Being central to all life forms, the molecular components of transcription (DNA to RNA synthesis) and translation (protein biosynthesis using a mRNA template) are amongst the most conserved proteins among all organisms.

While there is variation among the types of polymers found in different organisms, the chemical mechanisms by which cells assemble and disassemble polymers are largely the same across organisms, even if the polymeric macromolecules differ in the nature of their monomers.

Dehydration Synthesis Dehydration Synthesis of a polymer The monomers of organic compounds join together by a chemical reaction know as dehydration synthesis to make polymers.
How polymers are formed?

Monomers are molecules typically about 4−10 atoms in size, reactive in that they bond readily to other monomers in a process called polymerization. Polymers and their polymerization processes are so diverse that a variety of different systems exist to classify them. One of the major type from them is condensation polymerization, where reacting molecules release water as a by product. This is the means by which all proteins are formed.

Monomers are linked together through a process in which two molecules are covalently bonded to each other through loss of a water molecule; this is called Dehydration Synthesis(condensation reaction), because the molecule lost is water. When a bond forms between two monomers, each monomer contributes part of the water molecule that is lost: One molecule provides a hydroxyl group (−OH), while the other provides a hydrogen (−H).In making a polymer, this reaction is repeated as monomers are added to the chain one by one. The cell must expend energy to carry out these dehydration reactions, and the process occurs only with the help of enzymes (specialized proteins that speed up chemical reactions in the cells).

Polymer hydrolysis Polymer hydrolysis results in monomers Hydrolysis means the splitting of a compound into two parts with the addition of the elements of water.
Hydrolysis of polymers

Polymers are disassembled to monomers by hydrolysis, a process that is essentially the reverse of the dehydration synthesis. Hydrolysis means the splitting of a compound into two parts with the addition of the elements of water. Bonds between monomers are broken by the addition of water molecule - a hydrogen from the water attaching to one monomer and a hydroxyl group attaching to the adjacent monomer.

The process of digestion is an example of hydrolysis taking place in our bodies. The organic material in our food is in the form of polymers that are much too large to enter our cells. Within the digestive tract, various enzymes attack the polymers, speeding up hydrolysis. The released monomers are then absorbed into the bloodstream for distribution to all our body cells. Those cells can then use dehydration reactions to assemble the monomers into new polymers that differ from the ones that were digested. The new polymers perform specific functions required by the cell.
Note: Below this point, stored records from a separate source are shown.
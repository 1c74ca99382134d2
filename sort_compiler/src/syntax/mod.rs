//! Syntax analysis: infix token stream to postfix order

mod error;
mod parser;

pub use error::{SyntaxError, SyntaxResult};
pub use parser::PostfixParser;

use crate::logging::codes;
use crate::tokens::{Token, TokenStream};
use crate::{log_debug, log_success};

/// Convert a token stream to postfix order with logging
pub fn to_postfix(stream: &TokenStream) -> SyntaxResult<Vec<Token>> {
    to_postfix_with_parser(&PostfixParser::new(), stream)
}

pub fn to_postfix_with_parser(
    parser: &PostfixParser,
    stream: &TokenStream,
) -> SyntaxResult<Vec<Token>> {
    let result = parser.to_postfix(stream);

    match &result {
        Ok(postfix) => {
            log_success!(
                codes::success::POSTFIX_CONVERSION_COMPLETE,
                "Postfix conversion completed",
                "tokens" => postfix.len()
            );
        }
        Err(error) => {
            log_debug!(code = error.error_code(), "Expression rejected by parser",
                "reason" => error
            );
        }
    }

    result
}

#[cfg(test)]
mod tests {
    use super::*;
    use crate::tokens::Operator;

    #[test]
    fn test_to_postfix_drops_brackets() {
        let stream = TokenStream::from_tokens(vec![
            Token::OpenBracket,
            Token::operand("str"),
            Token::Operator(Operator::Add),
            Token::operand("dex"),
            Token::CloseBracket,
        ]);

        let postfix = to_postfix(&stream).unwrap();
        assert_eq!(postfix.len(), 3);
        assert!(postfix
            .iter()
            .all(|t| !matches!(t, Token::OpenBracket | Token::CloseBracket)));
    }
}
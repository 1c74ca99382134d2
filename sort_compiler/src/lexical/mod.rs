//! Lexical analysis module
//!
//! Turns raw expression text into a [`TokenStream`]. Two entry points exist:
//! [`tokenize`] for user input and [`tokenize_canonical`] for expressions
//! recovered from compressed records.

pub mod analyzer;

use crate::config::compile_time::expression::MAX_OPERATOR_COUNT;
use crate::config::compile_time::lexical::*;
use crate::symbols::ResistNameSet;
use crate::tokens::TokenStream;

pub use analyzer::{LexerError, LexicalAnalyzer, LexicalMetrics, NameMode};

// ============================================================================
// MODULE API
// ============================================================================

/// Tokenize user input, resolving aliases and validating resists
pub fn tokenize(expression: &str, resists: &ResistNameSet) -> Result<TokenStream, LexerError> {
    LexicalAnalyzer::new(resists).tokenize(expression)
}

/// Tokenize an already canonical expression without alias resolution
pub fn tokenize_canonical(expression: &str) -> Result<TokenStream, LexerError> {
    LexicalAnalyzer::canonical().tokenize(expression)
}

// ============================================================================
// LIMITS
// ============================================================================

/// Compile-time lexical limits, for reporting
#[derive(Debug, Clone, Copy, PartialEq)]
pub struct LexicalLimits {
    pub max_operand_length: usize,
    pub max_operator_count: usize,
    pub min_literal: f64,
    pub max_literal: f64,
}

pub fn get_lexical_limits() -> LexicalLimits {
    LexicalLimits {
        max_operand_length: MAX_OPERAND_LENGTH,
        max_operator_count: MAX_OPERATOR_COUNT,
        min_literal: MIN_LITERAL,
        max_literal: MAX_LITERAL,
    }
}

#[cfg(test)]
mod tests {
    use super::*;

    #[test]
    fn test_module_entry_points_agree() {
        let resists = ResistNameSet::with_standard_resists();

        let user = tokenize("Fire Res + mpm", &resists).unwrap();
        let canonical = tokenize_canonical(user.canonical()).unwrap();

        assert_eq!(canonical.values(), user.values());
        assert_eq!(canonical.canonical(), user.canonical());
    }

    #[test]
    fn test_limits_report() {
        let limits = get_lexical_limits();
        assert_eq!(limits.max_operand_length, 20);
        assert_eq!(limits.max_operator_count, 20);
        assert_eq!(limits.min_literal, 0.0001);
        assert_eq!(limits.max_literal, 10000.0);
    }
}
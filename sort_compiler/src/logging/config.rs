//! Configuration access for logging
//!
//! Buffer sizes and message limits come from compile-time constants; level
//! and output format are runtime preferences read once from the environment.

use crate::config::compile_time::logging::*;
use crate::config::runtime::LoggingPreferences;
use crate::logging::events::LogLevel;
use std::sync::OnceLock;

// ============================================================================
// RUNTIME PREFERENCES STORAGE
// ============================================================================

static RUNTIME_PREFERENCES: OnceLock<LoggingPreferences> = OnceLock::new();

/// Install runtime preferences before logging is initialized
pub fn init_runtime_preferences(preferences: LoggingPreferences) -> Result<(), String> {
    RUNTIME_PREFERENCES
        .set(preferences)
        .map_err(|_| "Runtime preferences already initialized".to_string())
}

fn get_runtime_preferences() -> LoggingPreferences {
    RUNTIME_PREFERENCES.get().cloned().unwrap_or_default()
}

// ============================================================================
// CONFIGURATION ACCESS FUNCTIONS
// ============================================================================

pub fn get_min_log_level() -> LogLevel {
    get_runtime_preferences().min_log_level
}

pub fn use_structured_logging() -> bool {
    get_runtime_preferences().use_structured_logging
}

pub fn use_console_logging() -> bool {
    get_runtime_preferences().enable_console_logging
}

/// Maximum events retained by the in-memory logger
pub fn get_event_buffer_size() -> usize {
    LOG_BUFFER_SIZE
}

pub fn get_max_log_message_length() -> usize {
    MAX_LOG_MESSAGE_LENGTH
}

// ============================================================================
// CONFIGURATION VALIDATION
// ============================================================================

pub fn validate_config() -> Result<(), String> {
    if LOG_BUFFER_SIZE == 0 {
        return Err("Log buffer size must be positive".to_string());
    }

    if LOG_BUFFER_SIZE > 100_000 {
        return Err(format!("Log buffer size too large: {}", LOG_BUFFER_SIZE));
    }

    if MAX_LOG_MESSAGE_LENGTH < 80 {
        return Err(format!(
            "Max log message length too small: {}",
            MAX_LOG_MESSAGE_LENGTH
        ));
    }

    Ok(())
}

/// Configuration summary for diagnostics
pub fn get_config_summary() -> String {
    let preferences = get_runtime_preferences();

    format!(
        "Logging Configuration:\n\
         === Compile-time ===\n\
         - Log buffer size: {}\n\
         - Max message length: {}\n\
         === Runtime ===\n\
         - Min log level: {:?}\n\
         - Structured logging: {}\n\
         - Console logging: {}",
        LOG_BUFFER_SIZE,
        MAX_LOG_MESSAGE_LENGTH,
        preferences.min_log_level,
        preferences.use_structured_logging,
        preferences.enable_console_logging,
    )
}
Diversity of Polymers Amino acids ordered into unique proteins Organic polymers include DNA, RNA and proteins. These organic polymers contribute to biological diversity by being different in the various organisms in the ecosystem.
Diversity of Polymers

The variation in the form of macromolecules is largely responsible for molecular diversity. Much of the variation that occurs both within an organism and among organisms can ultimately be traced to differences in macromolecules.

Macromolecules can vary from cell to cell in the same organism as well as from one species to the next. The inherent differences between human siblings reflect variations in polymers, particularly DNA and proteins.

The diversity of macromolecules in the living world is vast, and the possible variety is effectively limitless. What is the basis for such diversity in life's polymers? Generally speaking, all macromolecules are produced from a small set of about 50 monomers and some others that occur rarely.

Different macromolecules vary because of the arrangement of these monomers. By varying the sequence, an incredibly large variety of macromolecules can be produced. The molecular logic of life is simple but elegant: Small molecules common to all organisms are ordered into unique macromolecules.